Don’t panic. This is a completely normal, albeit difficult, stage in your child’s development and we’re here to help you through it.

Let’s jump into looking at why children become fussy eaters, and examine some strategies you can implement today to lighten your load.

Why does this happen?

As a parenthood specialist, almost every parent I’ve met has asked me about issues in their child’s eating habits. The simple reason issues occur is that our toddlers are pulling a “power play.”

They’ve gained control!

todder control

Most things in their life are still controlled by their parents (what they wear, when they sleep, where they sit).

The one thing they have figured out, is that they can choose what to eat or spit out. (This change in behavior usually occurs between the ages of 12-18 months of development.)

Remember when you first discovered the Konami Code? You figured out a new way to beat the system, and likely tried it out whenever you could at first. That’s what our toddlers are doing – they’ve figured out something new, and by spitting out their vegetables, they’re telling their parents that they’ll do what they want.

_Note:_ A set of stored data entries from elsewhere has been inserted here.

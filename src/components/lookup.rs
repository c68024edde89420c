//! Arbitrary-address balance lookup form.
//!
//! Lets the user check any address. The result stays local to this form
//! and never touches the connected session.

use leptos::prelude::*;
use leptos::task::spawn_local;
use leptos_icons::Icon;

use crate::app::AppContext;
use crate::components::icons as ic;
use crate::config::NATIVE_SYMBOL;

stylance::import_crate_style!(css, "src/components/lookup.module.css");

/// Balance check for any address.
#[component]
pub fn BalanceLookup() -> impl IntoView {
    let ctx = use_context::<AppContext>().expect("AppContext must be provided at root");
    let manager = ctx.wallet.clone();

    let (input_value, set_input_value) = signal(String::new());
    let (result, set_result) = signal(Option::<String>::None);
    let (busy, set_busy) = signal(false);

    let run_lookup = move || {
        let address = input_value.get_untracked();
        if address.trim().is_empty() || busy.get_untracked() {
            return;
        }
        let manager = manager.clone();
        set_busy.set(true);
        spawn_local(async move {
            match manager.fetch_balance(&address, false).await {
                Ok(balance) => set_result.set(Some(format!("{balance} {NATIVE_SYMBOL}"))),
                Err(_) => set_result.set(None),
            }
            set_busy.set(false);
        });
    };

    let on_click = {
        let run_lookup = run_lookup.clone();
        move |_: leptos::ev::MouseEvent| run_lookup()
    };
    let on_keydown = move |ev: leptos::ev::KeyboardEvent| {
        if ev.key() == "Enter" {
            run_lookup();
        }
    };

    view! {
        <section class=css::panel>
            <h2 class=css::title>"Check any address"</h2>
            <div class=css::form>
                <input
                    class=css::input
                    type="text"
                    placeholder="0x..."
                    prop:value=input_value
                    on:input=move |ev| set_input_value.set(event_target_value(&ev))
                    on:keydown=on_keydown
                />
                <button
                    class=css::button
                    on:click=on_click
                    disabled=move || busy.get()
                >
                    <Icon icon=ic::SEARCH />
                    {move || if busy.get() { "Checking..." } else { "Check" }}
                </button>
            </div>
            {move || {
                result.get().map(|balance| {
                    view! { <p class=css::result>{balance}</p> }
                })
            }}
        </section>
    }
}
//! Application configuration.
//!
//! Centralizes all configuration constants used throughout the application.

// =============================================================================
// Application Metadata
// =============================================================================

/// Application name displayed in the header.
pub const APP_NAME: &str = "ethlens";

/// Application version.
pub const APP_VERSION: &str = "0.1.0";

// =============================================================================
// Wallet Configuration
// =============================================================================

/// Ticker symbol of the chain's native currency.
pub const NATIVE_SYMBOL: &str = "ETH";

/// Ethereum address display lengths (`0x1234...5678`).
pub mod eth_address {
    /// Full length of a hex-encoded address including the `0x` prefix.
    pub const FULL_LEN: usize = 42;
    /// Characters kept from the front when shortening.
    pub const PREFIX_LEN: usize = 6;
    /// Offset of the trailing characters kept when shortening.
    pub const SUFFIX_START: usize = 38;
}

// =============================================================================
// Notification Configuration
// =============================================================================

/// Maximum number of toasts kept on screen; older ones are dropped.
pub const MAX_NOTICES: usize = 5;

/// Toast auto-dismiss delay in milliseconds.
pub const NOTICE_DURATION_MS: u32 = 5_000;

// =============================================================================
// UI Configuration
// =============================================================================

/// Icon theme selection.
///
/// Available themes:
/// - `Bootstrap` - Familiar, slightly bolder (default)
/// - `Lucide` - Minimal, thin strokes
#[derive(Debug, Clone, Copy, PartialEq, Eq, Default)]
#[allow(dead_code)]
pub enum IconTheme {
    #[default]
    Bootstrap,
    Lucide,
}

/// Current icon theme used throughout the application.
/// Change this value to switch icon styles globally.
pub const ICON_THEME: IconTheme = IconTheme::Bootstrap;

If parents don’t manage this stage carefully (such as not always giving in to their child’s demands), these toddlers can grow up to become fussy eaters as older children.

So, what can I do about it?

Let’s put the master controller back in your hands with some simple strategies.

1) Eat together.

One of the simplest things you can do to encourage great eating habits in your child’s early years is to sit down together for family meals.

Studies and reports by the National Center on Addiction and Substance Abuse at Columbia University show that kids who eat at with their family regularly are at lower risk of developing poor eating habits, weight problems and even drug addiction compared to children who eat alone more often. When your kids regularly have a positive role model who is eating healthy thrust upon them, along with getting the benefits of feelings like belonging, stability and well-being, they are more likely to follow your lead and enjoy healthy mealtimes.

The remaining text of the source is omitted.